Last Saturday I woke with a trembling heart. The whiskey shots were still working through me. You’d think I would have learned by now, at 38, how these mornings go. Reuniting with old friends, going out like we used to, had felt so right in the moment. Part of me hoped the fear wouldn’t come this time. Maybe it would be different this time.
So I went for a run. We’d parked across town and needed to get back to the car. The sun was high, the air was hot and steamy. People filled the streets for the Pride celebrations. Music blared from every corner. It all felt so beautiful. I thought, maybe this time will be different.
Almost immediately my heart was pounding too hard. When we had to stop, I still couldn’t catch my breath. Somehow I made it more than a mile before the panic hit me - right in the middle of Dupont Circle.
I did the only thing I could: I sat down on the concrete, right there in the middle of everything. No one seemed to notice. I lay there, heart pounding, feeling I could faint or worse at any moment, and just waited. Waited for the fear to break, to loosen its grip.
I know that grip of fear so well, it’s been with me for 17 years. Somehow it still feels just as real every time. It’s not like a scary movie that I’ve seen before, because I don’t know how it’s going to end. It feels like this might be the time I don’t make it.
As we walked, the panic came in waves. Each time I thought, this could be the one that takes me down. But then it would recede. Only when we got back to the house where I had my anxiety medicine, only then did I know I would make it.
Still, I had to spend the next few hours lying in the grass. That’s not a normal thing to do at a backyard boogie, but I could not let myself care how weird it looked. One thing I’ve learned: if you do what you need to, no matter how weird it looks, people will often take it in stride. It probably doesn’t look half as strange as you think.
Of course, these were my closest friends and I felt perfectly safe to be weird with them. Their presence and love soothed me. Finally, I could eat and even laugh, while two friends freestyled to acoustic guitar. Again, it all felt so beautiful. Maybe this time would be different.
I had tickets to my favorite club that night. They’d reopened for the first time the night before, when DC lifted the final pandemic restrictions. Full capacity, no masks required. Like it all never happened.
When I say club, it’s probably not what you think. It’s small, has an awesome rooftop, and mostly features deep house DJs. It’s never too crowded and the people, the PEOPLE, are a beautiful, eclectic mix. And on the reopening weekend, everyone was giving only good vibes.
Honestly, I was scared to go. I didn’t think I could possibly enjoy it after the morning I’d had. But I didn’t realize this was a healing space. The joy around us was palpable. Everyone was so free to be who they truly wanted to be. Judgment was nowhere to be found.
The excitement of being together in this way after so long was gleaming on every face. Smiles met with smiles. Eyes locked longer than normal, as if to say, “I’ve missed you too.”
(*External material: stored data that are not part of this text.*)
// SPDX-License-Identifier: MPL-2.0
//! Locale session: the one place that owns the active locale.
//!
//! An [`I18nProvider`] is created once at the root of whatever is being
//! rendered and lives as long as that tree. Consumers never see the provider
//! itself; they get an [`I18n`] handle borrowed from it, either directly via
//! [`I18nProvider::session`] or through a [`Context`] passed down at
//! composition time.
//!
//! # Lifecycle
//!
//! ```text
//! (no provider) --new--> DefaultActive --restore (valid stored value)--> LocaleActive(L)
//!                             |                                            ^
//!                             +-------------------set_locale(L)------------+
//! ```
//!
//! "Uninitialized" is the absence of a provider: a [`Context`] without one
//! answers [`Error::OutsideProvider`].
//!
//! Storage is best-effort throughout. A restore that cannot read, or reads a
//! value outside the supported set, leaves the session on the default
//! locale. A `set_locale` whose write fails still switches locale.

use crate::catalog::TranslationStore;
use crate::error::{Error, Result};
use crate::locale::Locale;
use crate::storage::{PreferenceStore, LOCALE_KEY};
use std::sync::Arc;

#[derive(Debug, Clone, Copy, PartialEq, Eq)]
pub enum SessionState {
    /// Nothing restored or selected yet; [`Locale::DEFAULT`] is active.
    DefaultActive,
    LocaleActive(Locale),
}

impl SessionState {
    pub fn locale(self) -> Locale {
        match self {
            SessionState::DefaultActive => Locale::DEFAULT,
            SessionState::LocaleActive(locale) => locale,
        }
    }
}

#[derive(Debug)]
pub struct I18nProvider<S> {
    store: S,
    translations: Arc<TranslationStore>,
    state: SessionState,
    restore_attempted: bool,
}

impl<S: PreferenceStore> I18nProvider<S> {
    /// Creates a provider on the default locale. Storage is not read yet.
    pub fn new(store: S, translations: Arc<TranslationStore>) -> Self {
        Self {
            store,
            translations,
            state: SessionState::DefaultActive,
            restore_attempted: false,
        }
    }

    /// Creates a provider and immediately runs the one-time restore.
    pub fn start(store: S, translations: Arc<TranslationStore>) -> Self {
        let mut provider = Self::new(store, translations);
        provider.restore();
        provider
    }

    /// Applies the persisted locale, if there is a supported one.
    ///
    /// Runs at most once per provider; later calls return `false` without
    /// touching storage. Returns whether a stored locale was applied.
    pub fn restore(&mut self) -> bool {
        if self.restore_attempted {
            return false;
        }
        self.restore_attempted = true;

        let stored = match self.store.get(LOCALE_KEY) {
            Ok(Some(value)) => value,
            Ok(None) => return false,
            Err(err) => {
                tracing::debug!(error = %err, "skipping locale restore");
                return false;
            }
        };

        match Locale::from_code(&stored) {
            Some(locale) => {
                tracing::debug!(locale = %locale, "restored persisted locale");
                self.state = SessionState::LocaleActive(locale);
                true
            }
            None => {
                tracing::debug!(value = %stored, "ignoring unsupported persisted locale");
                false
            }
        }
    }

    pub fn state(&self) -> SessionState {
        self.state
    }

    pub fn locale(&self) -> Locale {
        self.state.locale()
    }

    pub fn translations(&self) -> &Arc<TranslationStore> {
        &self.translations
    }

    pub fn store(&self) -> &S {
        &self.store
    }

    /// Consumer handle, valid while the provider is borrowed.
    pub fn session(&mut self) -> I18n<'_, S> {
        I18n { provider: self }
    }

    /// Context carrying this provider, for passing down to components.
    pub fn context(&mut self) -> Context<'_, S> {
        Context::with_provider(self)
    }

    /// Tears the provider down and hands back its storage.
    pub fn into_store(self) -> S {
        self.store
    }

    fn set_locale(&mut self, locale: Locale) {
        if self.locale() != locale {
            tracing::info!(from = %self.locale(), to = %locale, "locale changed");
        }
        self.state = SessionState::LocaleActive(locale);

        match self.store.set(LOCALE_KEY, locale.code()) {
            Ok(()) => {}
            Err(Error::StorageUnavailable) => {
                tracing::debug!(locale = %locale, "storage unavailable, locale not persisted");
            }
            Err(err) => {
                tracing::warn!(locale = %locale, error = %err, "failed to persist locale");
            }
        }
    }

    fn translate(&self, key: &str) -> String {
        match self.translations.resolve(self.locale(), key) {
            Some(value) => value.to_string(),
            None => {
                tracing::trace!(locale = %self.locale(), key, "missing translation");
                key.to_string()
            }
        }
    }
}

/// Consumer-facing accessor. Only obtainable from a live provider.
pub struct I18n<'a, S> {
    provider: &'a mut I18nProvider<S>,
}

impl<S: PreferenceStore> I18n<'_, S> {
    pub fn locale(&self) -> Locale {
        self.provider.locale()
    }

    /// Switches the active locale and persists it.
    ///
    /// The write happens on every call, even when `locale` is already active.
    pub fn set_locale(&mut self, locale: Locale) {
        self.provider.set_locale(locale);
    }

    /// Translates a dotted key in the active locale, falling back to `key`.
    pub fn translate(&self, key: &str) -> String {
        self.provider.translate(key)
    }

    /// Shorthand for [`I18n::translate`].
    pub fn t(&self, key: &str) -> String {
        self.translate(key)
    }
}

/// Composition-time context handed to components.
///
/// A component that needs translations calls [`Context::i18n`]; if it was
/// composed outside a provider, that is reported as
/// [`Error::OutsideProvider`].
pub struct Context<'a, S> {
    provider: Option<&'a mut I18nProvider<S>>,
}

impl<'a, S: PreferenceStore> Context<'a, S> {
    pub fn with_provider(provider: &'a mut I18nProvider<S>) -> Self {
        Self {
            provider: Some(provider),
        }
    }

    /// A context with no provider attached.
    pub fn detached() -> Self {
        Self { provider: None }
    }

    pub fn has_provider(&self) -> bool {
        self.provider.is_some()
    }

    pub fn i18n(&mut self) -> Result<I18n<'_, S>> {
        self.provider
            .as_deref_mut()
            .map(|provider| I18n { provider })
            .ok_or(Error::OutsideProvider)
    }
}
On the dance floor, I felt the music moving me. Sometimes, I’m an anxious dancer, unsure if I’m doing it right. But that night my body moved so naturally, as if on its own. I kissed women. I kissed men. I kissed both at once. I’d never done that before, but it felt right for the moment, and why not? Why not be that free, if we can?
I felt no fear in that space. The morning felt like a distant memory. Even now, a week later, I feel like something deep inside has healed. I’m not cured. Anxiety is still part of me. But this time, something is different.
Of course, DC and the U.S. are in a very privileged position compared to most other places. We still need to provide vaccines to billions of people before we can all feel this free again. I hope my country and others can step up and do what’s right for all humans. The freedom I felt Saturday night should be a birthright.
For all who feel fear like me, remember that there is also joy. Even when we are in the deepest hole, a wave could come anytime to lift us to freedom. All the things we do for ourselves — like therapy, meditation, exercise — help us catch those waves. And this experience reminded me how important our environment can be too. Find those spaces, and the people, that lift you up. Stay away from those that don’t.
I’m reminded all the time of what power people hold over our feelings. In an instant someone can open a new world of pain — or joy — for you. Find those that bring you joy. You deserve it. And keep doing all the things that help you bring joy to others. When you’re afraid, a space of freedom might be closer than you know. And when you’re strong, create that space for others. I’ll see you there.